The speaker then reached for his remote control, and beamed the prime minister in on the screen. She offered no apology for the tie controversy, instead talking about “life itself” and “the great depression” and “the uncertainty of war”. Mallard could be heard mumbling something to the clerks. The opposition jeered, but we couldn’t see them on the livestream, just Jacinda Ardern with her blurred background and her earrings in bubble-shaped gold. Her colleagues applauded, she grinned, and someone forgot to turn her off; she hovered there, still grinning, as James Shaw got into his bit.
And his bit began with a denunciation of the speech from Luxon, as well as a denunciation of the speech David Seymour was yet to give. He traversed the ages: from Maximilien François Marie Isidore de Robespierre to Ruth Richardson to Winston Peters to Mike Hosking’s exploding head. “This budget would look different,” he said, if it had been a Green budget, but it wasn’t a Green budget, but also it was better because the Greens were kind of in the tent.
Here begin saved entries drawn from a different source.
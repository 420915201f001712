//! Path parameters into the request context

use axum::{
    extract::{Path, Request, State},
    http::StatusCode,
    middleware::Next,
    response::{IntoResponse, Response},
    Extension,
};

use crate::error::ApiError;
use crate::request_context::RequestContext;

/// Which context field a route's single path parameter fills.
#[derive(Debug, Clone, Copy, PartialEq, Eq)]
pub enum PathId {
    /// Admin routes address an organization directly.
    Organization,
    Group,
    Job,
    FileName,
}

pub async fn bind_path_id(
    State(field): State<PathId>,
    Extension(mut ctx): Extension<RequestContext>,
    Path(value): Path<String>,
    mut req: Request,
    next: Next,
) -> Response {
    match field {
        PathId::Organization => ctx.organization_id = Some(value),
        PathId::Group => ctx.group_id = Some(value),
        PathId::Job => ctx.job_id = Some(value),
        PathId::FileName => ctx.file_name = Some(value),
    }
    req.extensions_mut().insert(ctx);
    next.run(req).await
}

/// Public organization routes only address the caller's own organization.
pub async fn require_own_organization(
    Extension(ctx): Extension<RequestContext>,
    Path(organization_id): Path<String>,
    req: Request,
    next: Next,
) -> Response {
    let allowed = ctx
        .organization_id
        .as_deref()
        .is_some_and(|own| own.eq_ignore_ascii_case(&organization_id));
    if !allowed {
        tracing::warn!(
            request_id = %ctx.request_id,
            requested = %organization_id,
            "Organization does not match the caller"
        );
        return ApiError::business_violation(&ctx, StatusCode::UNAUTHORIZED, "Not Allowed")
            .into_response();
    }
    next.run(req).await
}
His colleagues didn’t look very much like they were listening, but they sprung to their feet at the end, clapping like devoted parents trying to cover for nodding off briefly at the end-of-term assembly.
Channeling his spirit animal, Eminem, David Seymour said Robertson had failed “his one shot” to save the nation from a once-in-a-lifetime brain drain. He accused the finance minister of plagiarising – and I kid you not – the Saskatchewan budget of 2007. As members of parliament flowed out of the house, he brought it back on course by declaring the only secure future that was being provided was Australia’s. He said something about the “culture of victimhood”. He railed at “greedy, grabby Grant”. On a disappointing day for props, he gripped Act’s alternative budget in his fist, and talked about communism. Excellent magenta tie.
“That is the first time I’ve stood up with Act clapping,” began Debbie Ngarewa-Packer, as Act clapped. She liked some parts of the budget, but the Māori Party co-leader chided under-investment in the Māori Health Authority. It was 0.7% of the total budget for the new health agency, she said. They’d sought 2%. “Even on that basis it would take 1847 years to reach parity.” As she finished up, the rest of her caucus, aka Rawiri Waititi, stood behind her, hands extended beyond his surgical mask, cowboy hat and taonga instead of tie, applauding as if his life depended upon it, exorcising every red orb from the room.